路安澜攥紧拳头,指甲掐进掌心,声音沉得像块石头。
宋酥雅哪儿知道哥儿俩背地里盘算这些。
她就一条。
翡翠,给我盯死了!
侯府早没了,亲戚也断得差不多,年三十晚上,全家就围着火盆嗑瓜子、倒热茶、闲扯些东家长西家短的琐事。
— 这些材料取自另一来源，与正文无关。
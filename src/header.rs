//! Header fields exchanged with the codec engine and the host.
//!
//! Names and values are `Bytes`, so handing a field to the host or keeping
//! it in a stream's accumulation list only bumps a reference count.

use bytes::Bytes;

/// A decoded HTTP/2 header field
#[derive(Debug, Clone, PartialEq, Eq, Default)]
pub struct HeaderField {
    pub name: Bytes,
    pub value: Bytes,
}

impl HeaderField {
    pub fn new(name: impl Into<Bytes>, value: impl Into<Bytes>) -> Self {
        Self {
            name: name.into(),
            value: value.into(),
        }
    }

    /// Name as text, replacing invalid UTF-8
    pub fn name_str(&self) -> std::borrow::Cow<'_, str> {
        String::from_utf8_lossy(&self.name)
    }

    /// Value as text, replacing invalid UTF-8
    pub fn value_str(&self) -> std::borrow::Cow<'_, str> {
        String::from_utf8_lossy(&self.value)
    }

    /// Pseudo-header fields (`:method`, `:status`, ...) start with a colon
    pub fn is_pseudo(&self) -> bool {
        self.name.first() == Some(&b':')
    }
}

/// Ordered header sequence for one header block.
pub type HeaderList = Vec<HeaderField>;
这日子过得,宋酥雅都快闲出茧子了,转眼就到大年初五,路知行该动身回衙门了。
“娘,我得去上差了。”
“哈?哦。走好啊,不送不送。”
路知行左右扫了一圈,没瞅见林雨薇人影,心里咯噔一下,有点蔫儿。
“娘,窈娘就拜托您多照应着点啦。”
“哎哟别别别!”
宋窈娘赶紧摆手。
“我自己能行,真不用劳烦您!”
宋酥雅点点头,没多搭腔。
每月十两银子管吃管住管穿衣,活儿都干到位了,还能咋的?
路知行不死心地盯着她脸瞧,眼睛一眨不眨,想看出点舍不得或者叮嘱啥的。
他等了三息,又等了五息。
结果啥也没捞着,她只低头整理袖口,连眼皮都没抬一下。
路知行只好灰溜溜出门。
大过年的,连个红包影子都没见着。
他娘这心肠,比腊月井水还凉!
接下来几天,风平浪静,宋酥雅就等着路安澜返校那天。
她把书院送来的返校文书铺在桌角压着,每日晨起扫一眼。
午后晾晒时再扫一眼,夜里睡前又扫一眼。
窗外雪化了一半,青石板缝里钻出浅浅绿芽,她还是没等到人来报信。
当娘的,送儿子上学是天经地义的事儿。
宋酥雅清早起来梳头,挑了支素银簪子别在发间,换下家常青布裙。
穿上那件洗得发软却不褪色的墨蓝褙子。
她把两锭碎银、三张契纸、一本账册全揣进袖袋,又往荷包里多塞了二十文铜钱,这才出门。
麓山书院在城西头,管事一见路安澜露面,脸上连个笑纹都没起。
他端坐在门房条案后,手指头蘸了茶水,在案面划了三道横线。